Les marchés en tremblement de terre
Le S&P 500 a ouvert en baisse, perdant 0,27 %, le Dow Jones enregistrant une chute de 0,58 %. Le Nasdaq 100 a suivi la tendance avec une descente de 0,31 %. Cette volatilité est directement liée aux tensions géopolitiques exacerbées par cette décision audacieuse.
La menace qui pèse sur les ports du Golfe Pérsique a engendré une flambée des prix du pétrole. Le Brent dépasse les 119 dollars, un niveau inédit depuis la fin des échanges maritimes interrompus en février.
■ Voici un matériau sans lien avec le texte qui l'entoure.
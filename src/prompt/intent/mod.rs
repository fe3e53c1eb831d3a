//! Query intent heuristics that steer the answer framing.


use fancy_regex::Regex;
use std::sync::LazyLock;

static TODAY_WORDS: LazyLock<Regex> =
    LazyLock::new(|| Regex::new(r"today|today['’]?s|current|this").expect("valid regex"));
static REFLECTION_WORDS: LazyLock<Regex> =
    LazyLock::new(|| Regex::new(r"reflection|reading|message|daily").expect("valid regex"));
static MEANING_WORDS: LazyLock<Regex> = LazyLock::new(|| {
    Regex::new(r"\b(mean|meaning|explain|interpret|understand|significance|about|thoughts on)\b")
        .expect("valid regex")
});
static BIG_BOOK_WORDS: LazyLock<Regex> = LazyLock::new(|| {
    Regex::new(r"\b(big book|12 steps|twelve steps|aa book|alcoholics anonymous book)\b")
        .expect("valid regex")
});
static TRADITION_WORDS: LazyLock<Regex> =
    LazyLock::new(|| Regex::new(r"\b(tradition|traditions)\b").expect("valid regex"));
static STEP_REFERENCE: LazyLock<Regex> = LazyLock::new(|| {
    Regex::new(
        r"\b(step|steps)\s+(\d+|one|two|three|four|five|six|seven|eight|nine|ten|eleven|twelve)\b",
    )
    .expect("valid regex")
});

fn matches(regex: &Regex, text: &str) -> bool {
    regex.is_match(text).unwrap_or(false)
}

/// Independent flags inferred from the lowercased query
#[derive(Debug, Clone, Copy, Default, PartialEq, Eq)]
pub struct Intent {
    pub todays_reflection: bool,
    pub meaning: bool,
    pub big_book: bool,
    pub tradition: bool,
    pub step: bool,
}

type Rule = (fn(&Intent) -> bool, &'static str);

/// Checked in order; the first matching rule supplies the instruction
const INSTRUCTION_RULES: [Rule; 5] = [
    (
        |intent| intent.todays_reflection && intent.meaning,
        "Your answer should focus on EXPLAINING the meaning and significance of today's reflection shown above. Analyze its themes, message, and how it relates to recovery principles. Break down the reflection's core ideas and what they teach about recovery.",
    ),
    (
        |intent| intent.todays_reflection,
        "Your answer should focus primarily on addressing the question about today's reflection shown above.",
    ),
    (
        |intent| intent.big_book,
        "Your answer should focus on the AA Big Book content, highlighting key passages and principles. Reference specific pages when citing the Big Book.",
    ),
    (
        |intent| intent.tradition,
        "Your answer should explain the requested AA Tradition in detail, its purpose, and how it guides AA groups. If the specific tradition is in the provided excerpts, focus on that information.",
    ),
    (
        |intent| intent.step,
        "Your answer should explain the requested Step in detail, including its purpose in recovery and how it's typically worked. Focus on information from the provided excerpts.",
    ),
];

impl Intent {
    #[inline]
    pub fn detect(query: &str) -> Self {
        let text = query.to_lowercase();
        Self {
            todays_reflection: matches(&TODAY_WORDS, &text) && matches(&REFLECTION_WORDS, &text),
            meaning: asks_for_meaning(&text),
            big_book: matches(&BIG_BOOK_WORDS, &text),
            tradition: matches(&TRADITION_WORDS, &text),
            step: matches(&STEP_REFERENCE, &text),
        }
    }

    /// Instruction for the highest-priority matching intent
    #[inline]
    pub fn special_instruction(&self) -> Option<&'static str> {
        INSTRUCTION_RULES
            .iter()
            .find(|(applies, _)| applies(self))
            .map(|(_, instruction)| *instruction)
    }

    /// Whether the question concerns the literature itself rather than a reflection
    #[inline]
    pub fn is_about_literature(&self) -> bool {
        self.big_book || self.tradition || self.step
    }
}

/// True when the query asks to explain or interpret something
#[inline]
pub fn asks_for_meaning(query: &str) -> bool {
    matches(&MEANING_WORDS, &query.to_lowercase())
}
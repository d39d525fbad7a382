use std::io::Read;

use anyhow::Result;
use cellspace::{MemoryError, MemorySpace, StrategyKind, print_layout};
use clap::Parser;
use tracing_subscriber::EnvFilter;

/// Walks a memory space through a series of allocations and releases,
/// printing the layout after each step.
#[derive(Debug, Parser)]
#[command(name = "walkthrough")]
struct Args {
  /// Placement strategy: first-fit or best-fit.
  #[arg(short, long, default_value = "first-fit")]
  strategy: StrategyKind,

  /// Number of cells in the space (at least 8, so every step fits).
  #[arg(short, long, default_value_t = 1024, value_parser = clap::value_parser!(u64).range(MIN_CELLS..))]
  cells: u64,

  /// Wait for ENTER between steps.
  #[arg(long)]
  step: bool,
}

const MIN_CELLS: u64 = 8;

/// Waits until the user presses ENTER.
fn block_until_enter_pressed(enabled: bool) {
  if !enabled {
    return;
  }
  println!("\n>>> Press ENTER to continue...");
  let _ = std::io::stdin().bytes().next();
}

fn show(
  label: &str,
  space: &MemorySpace,
) {
  let stats = space.stats();
  println!(
    "\n[{}] {} free / {} cells, {} live, fragmentation {:.2}",
    label,
    stats.free_cells,
    stats.total_cells,
    stats.live_allocations,
    stats.fragmentation(),
  );
  print_layout(space);
}

fn main() -> Result<()> {
  tracing_subscriber::fmt()
    .with_env_filter(EnvFilter::from_default_env())
    .init();

  run(&Args::parse())
}

fn run(args: &Args) -> Result<()> {
  let mut space = MemorySpace::new(args.strategy, usize::try_from(args.cells)?)?;
  let cells = space.capacity();

  show(&format!("start, {}", space.strategy()), &space);
  block_until_enter_pressed(args.step);

  // 1) Two neighbours at the bottom of the space.
  let a = space.allocate((cells / 4).max(1))?;
  let _b = space.allocate((cells / 20).max(1))?;
  show("1: allocate a and b", &space);
  block_until_enter_pressed(args.step);

  // 2) A medium block, then a small gap-maker behind it.
  let c = space.allocate((cells / 10).max(1))?;
  let _d = space.allocate((cells / 20).max(1))?;
  show("2: allocate c and d", &space);
  block_until_enter_pressed(args.step);

  // 3) Free a (large hole at the bottom) and c (smaller hole above it).
  space.release(a)?;
  space.release(c)?;
  show("3: release a and c", &space);
  block_until_enter_pressed(args.step);

  // 4) Where a small request lands depends on the strategy.
  let e = space.allocate((cells / 20).max(1))?;
  println!("\n[4] small request placed at {}", e.start());
  show("4: allocate e", &space);
  block_until_enter_pressed(args.step);

  // 5) Releasing twice is caught.
  match space.release(a) {
    Err(MemoryError::InvalidHandle(handle)) => println!("\n[5] second release of {handle} rejected"),
    other => println!("\n[5] unexpected result: {other:?}"),
  }
  block_until_enter_pressed(args.step);

  // 6) Compaction gathers the free space into one run.
  let relocations = space.compact();
  for relocation in &relocations {
    println!(
      "[6] moved {} cells: {} -> {}",
      relocation.len,
      relocation.from.start(),
      relocation.to.start()
    );
  }
  show("6: compact", &space);
  block_until_enter_pressed(args.step);

  // 7) Fill the rest and ask for one more cell.
  let free = space.stats().largest_free_run;
  if free > 0 {
    space.allocate(free)?;
  }
  match space.allocate(1) {
    Err(err) => println!("\n[7] {err}"),
    Ok(handle) => println!("\n[7] unexpected allocation at {}", handle.start()),
  }
  show("7: exhausted", &space);

  println!("\n[8] End of walkthrough.");
  Ok(())
}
Le brut américain a grimpé de 7,69 dollars, soit près de 8%, atteignant 104,26 dollars le baril. Une envolée spectaculaire, témoignant de la panique ambiante.

L'iran répond avec force
L'Iran, pour sa part, a menacé de rendre « tous les ports du Golfe Pérsique et du Golfe de Oman hors de toute sécurité » si les ayatollahs étaient soumis à des menaces. Une escalade claire et sans équivoque. Cette posture, sans concessions, confirme la détermination de Téhéran à défendre ses intérêts.

Les banques américaines sous pression
L'incertitude géopolitique frappe également les institutions financières américaines. Goldman Sachs, malgré des bénéfices supérieurs aux attentes, voit ses revenus liés aux matières premières en repli de 10 % par rapport au premier trimestre. Un signal d'alerte pour les investisseurs, qui scrutent désormais de près la vulnérabilité des banques aux fluctuations du marché.
La saison des résultats trimestriels s'annonce donc sous le signe de la prudence, avec la guerre en Iran et la menace latente de l'intelligence artificielle pesant lourdement sur les esprits. Un cocktail explosif pour l'économie mondiale. La situation est, tout simplement, précaire.